Al ordenar su silencio, el rey Juan Carlos ganará en simpatía de quienes aborrecen al locuaz déspota de Venezuela. Resultará simpático también para quienes aprecian la autenticidad de su gesto. Muchos se sentirán identificados con el lance: hizo lo que muchos hubieran querido hacer, se dice. Puede ser: en su exabrupto, el monarca se muestra de pronto como una figura familiar, cercana. Pero las monarquías no viven de arranques de sinceridad sino de ceremonia. El rito de serenidad y compostura es vital para la pervivencia de ese (funcional) arcaísmo político. En la cumbre de Santiago hizo crisis el extraño comedimiento de las repúblicas latinoamericanas frente al monarca. En el continente se le había dado, en efecto, trato de símbolo. Se le quería ver como el protagonista de una transición ejemplar, como un personaje que se elevaba por encima de los partidos y las disputas ideológicas y que podía ser puente entre izquierdas y derechas. Esa imagen se esfumó con una frase. Con el enfrentamiento al más acaudalado, al más ambicioso y más activo dirigente latinoamericano, el rey de España pierde mucho más de lo que la popularidad de sus palabras puedan reportarle en alguna tribuna. Un rey acostumbrado a ceremonias en donde se le trata indefectiblemente como símbolo resultó incapaz de resistir diplomáticamente el embate que colocaba a su Gobierno como enemigo mortal. Su reacción habrá sido entendible y motivará aplausos, pero inserta de plano a ese jefe de Estado en la reyerta latinoamericana. El “¿por qué no te callas?” puede ser una imagen celebrada en youtube y consagrada en los tonos de los teléfonos celulares, pero no es difícil percatarse que esta rivalidad alterará su papel diplomático en América Latina.

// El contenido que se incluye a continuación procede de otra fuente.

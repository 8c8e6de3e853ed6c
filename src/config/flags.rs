//! The Flag Surface.
//!
//! Every flag is declared once here; `MICRO_*` environment variables back the
//! service flags. Logging flags have no environment alias and are forwarded to
//! the logging subsystem as a typed block.

use std::collections::HashMap;

use clap::parser::ValueSource;
use clap::{ArgMatches, Args, FromArgMatches};

/// Parsed service and logging flags.
#[derive(Debug, Clone, Args)]
pub struct Flags {
    /// Name of the server. go.micro.srv.example
    #[arg(long = "server_name", env = "MICRO_SERVER_NAME", default_value = "")]
    pub server_name: String,

    /// Version of the server. 1.1.0
    #[arg(long = "server_version", env = "MICRO_SERVER_VERSION", default_value = "")]
    pub server_version: String,

    /// Id of the server. Auto-generated if not specified
    #[arg(long = "server_id", env = "MICRO_SERVER_ID", default_value = "")]
    pub server_id: String,

    /// Bind address for the server. 127.0.0.1:8080
    #[arg(long = "server_address", env = "MICRO_SERVER_ADDRESS", default_value = ":0")]
    pub server_address: String,

    /// Used instead of the server_address when registering with discovery. 127.0.0.1:8080
    #[arg(long = "server_advertise", env = "MICRO_SERVER_ADVERTISE", default_value = "")]
    pub server_advertise: String,

    /// A list of key-value pairs defining metadata. version=1.0.0
    #[arg(long = "server_metadata", env = "MICRO_SERVER_METADATA", action = clap::ArgAction::Append)]
    pub server_metadata: Vec<String>,

    /// Broker for pub/sub. http, nats, rabbitmq
    #[arg(long = "broker", env = "MICRO_BROKER", default_value = "http")]
    pub broker: String,

    /// Comma-separated list of broker addresses
    #[arg(long = "broker_address", env = "MICRO_BROKER_ADDRESS", default_value = "")]
    pub broker_address: String,

    /// Registry for discovery. memory, consul, etcd, kubernetes
    #[arg(long = "registry", env = "MICRO_REGISTRY", default_value = "consul")]
    pub registry: String,

    /// Comma-separated list of registry addresses
    #[arg(long = "registry_address", env = "MICRO_REGISTRY_ADDRESS", default_value = "")]
    pub registry_address: String,

    /// Selector used to pick nodes for querying. random, roundrobin, blacklist
    #[arg(long = "selector", env = "MICRO_SELECTOR", default_value = "selector")]
    pub selector: String,

    /// Transport mechanism used; http, rabbitmq, nats
    #[arg(long = "transport", env = "MICRO_TRANSPORT", default_value = "http")]
    pub transport: String,

    /// Comma-separated list of transport addresses
    #[arg(long = "transport_address", env = "MICRO_TRANSPORT_ADDRESS", default_value = "")]
    pub transport_address: String,

    #[command(flatten)]
    pub log: LogFlags,
}

/// Logging flags forwarded verbatim to the logging subsystem.
#[derive(Debug, Clone, Default, PartialEq, Eq, Args)]
pub struct LogFlags {
    /// log to standard error instead of files
    #[arg(long = "logtostderr")]
    pub logtostderr: bool,

    /// log to standard error as well as files
    #[arg(long = "alsologtostderr")]
    pub alsologtostderr: bool,

    /// log files will be written to this directory instead of the default temporary directory
    #[arg(long = "log_dir", default_value = "")]
    pub log_dir: String,

    /// logs at or above this threshold go to stderr
    #[arg(long = "stderrthreshold", default_value = "")]
    pub stderrthreshold: String,

    /// log level for V logs
    #[arg(long = "v", default_value = "")]
    pub v: String,

    /// comma-separated list of pattern=N settings for file-filtered logging
    #[arg(long = "vmodule", default_value = "")]
    pub vmodule: String,

    /// when logging hits line file:N, emit a stack trace
    #[arg(long = "log_backtrace_at", default_value = "")]
    pub log_backtrace_at: String,
}

impl Flags {
    /// Declare the flag surface on `cmd`.
    pub fn declare(cmd: clap::Command) -> clap::Command {
        Self::augment_args(cmd)
    }

    /// Read the typed flag values back out of parsed matches.
    ///
    /// `server_metadata` taken from `MICRO_SERVER_METADATA` is a
    /// comma-separated list; command-line values are used as given.
    pub fn from_matches(matches: &ArgMatches) -> Result<Self, clap::Error> {
        let mut flags = Self::from_arg_matches(matches)?;
        if matches.value_source("server_metadata") == Some(ValueSource::EnvVariable) {
            flags.server_metadata = split_env_list(&flags.server_metadata);
        }
        Ok(flags)
    }

    /// Split `broker_address` into its address list.
    pub fn broker_addresses(&self) -> Vec<String> {
        split_addresses(&self.broker_address)
    }

    /// Split `registry_address` into its address list.
    pub fn registry_addresses(&self) -> Vec<String> {
        split_addresses(&self.registry_address)
    }

    /// Split `transport_address` into its address list.
    pub fn transport_addresses(&self) -> Vec<String> {
        split_addresses(&self.transport_address)
    }

    /// Assemble the metadata map from `server_metadata`.
    pub fn metadata(&self) -> HashMap<String, String> {
        parse_metadata(&self.server_metadata)
    }
}

/// Split a comma-separated address flag.
///
/// No trimming or filtering: `"a,,b,"` yields `["a", "", "b", ""]` and an
/// empty flag yields a single empty address.
pub fn split_addresses(raw: &str) -> Vec<String> {
    raw.split(',').map(str::to_owned).collect()
}

/// Split environment-sourced list values on `,` and trim each token.
pub fn split_env_list(values: &[String]) -> Vec<String> {
    values
        .iter()
        .flat_map(|value| value.split(','))
        .map(|token| token.trim().to_string())
        .collect()
}

/// Build a metadata map from `key=value` tokens.
///
/// The key ends at the first `=`; the value is everything after it. A token
/// without `=` maps to an empty value. Later duplicates win.
pub fn parse_metadata<I, S>(tokens: I) -> HashMap<String, String>
where
    I: IntoIterator<Item = S>,
    S: AsRef<str>,
{
    tokens
        .into_iter()
        .map(|token| {
            let token = token.as_ref();
            match token.split_once('=') {
                Some((key, value)) => (key.to_string(), value.to_string()),
                None => (token.to_string(), String::new()),
            }
        })
        .collect()
}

El evento embona como la boina y la camisa roja en la estrategia del déspota. Chávez encuentra gasolina en el nuevo enfrentamiento internacional. El conflicto le cae, además, en buen momento. Se viven hoy tiempos de definición en Venezuela: a través de referendo se decidirá la reforma constitucional que terminará por desaparecer los rastros de restricción institucional al mandato del presidente. Siguiendo el manual castrista, Chávez explota talentosamente un nuevo conflicto internacional para movilizar a los suyos e intimidar a sus adversarios. Así, España vuelve a ser recuerdo de la pesadilla colonial y atiza un nacionalismo bicentenario. El imperio se inserta ahora dentro del perverso eje del neoliberalismo predador. Para el caudillo, el conflicto con el rey es una riquísima mina retórica. El nuevo Bolívar se enfrenta al viejo Fernando. Como se sabe, su “socialismo del siglo XXI”, además del financiamiento de su petróleo y las amistades del Caribe, tiene de su lado a los fantasmas del siglo XIX.

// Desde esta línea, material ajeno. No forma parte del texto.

//! Log capture for unit tests.

use std::io;
use std::sync::{Arc, Mutex};

use tracing_subscriber::fmt::writer::BoxMakeWriter;
use tracing_subscriber::fmt::MakeWriter;

#[derive(Clone, Default)]
pub struct SharedWriter(Arc<Mutex<Vec<u8>>>);

impl SharedWriter {
    pub fn contents(&self) -> String {
        String::from_utf8(self.0.lock().unwrap().clone()).unwrap()
    }
}

impl<'a> MakeWriter<'a> for SharedWriter {
    type Writer = SharedGuard;
    fn make_writer(&'a self) -> Self::Writer {
        SharedGuard(self.0.clone())
    }
}

pub struct SharedGuard(Arc<Mutex<Vec<u8>>>);

impl io::Write for SharedGuard {
    fn write(&mut self, buf: &[u8]) -> io::Result<usize> {
        self.0.lock().unwrap().extend_from_slice(buf);
        Ok(buf.len())
    }
    fn flush(&mut self) -> io::Result<()> {
        Ok(())
    }
}

/// Run `f` with every event at or above TRACE written to the returned buffer.
pub fn capture_logs<R>(f: impl FnOnce() -> R) -> (R, String) {
    let writer = SharedWriter::default();
    let subscriber = tracing_subscriber::fmt()
        .with_writer(BoxMakeWriter::new(writer.clone()))
        .with_max_level(tracing::Level::TRACE)
        .with_target(true)
        .with_ansi(false)
        .without_time()
        .finish();
    let out = tracing::subscriber::with_default(subscriber, f);
    (out, writer.contents())
}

El episodio reciente se apoyará en el discurso bolivariano para recordar todos los abusos del imperio y la larga cadena de humillaciones a los pueblos de la América Latina. Hablará de las persistencias coloniales expresadas ahora en la voracidad de las empresas españolas.

Lo que resulta grotesco es que el déspota que se apresta a conseguir poderes totalitarios en su país, se presente como demócrata impoluto frente a la cabeza de una monarquía parlamentaria. El rey Juan Carlos será un emblema y recibirá en su país el trato de alteza, pero no tiene, ni por asomo, la mínima parte de los poderes con que cuenta el presidente de Venezuela. Sin oposición en el congreso, con muy limitados espacios para la crítica, con ambiciones de implantar un modelo de dominación absolutista, el régimen de Chávez es un experimento totalitario. Es claro que la monarquía parlamentaria, por muy rancia que nos resulte en sus rituales, es compatible con una democracia liberal y pluralista. Lo que es definitivamente refractario al asentamiento de un sistema democrático es el caudillismo violento y antiliberal que pretende poderes absolutos y eternos; que no tolera la oposición interior y no respeta la diferencia en el exterior.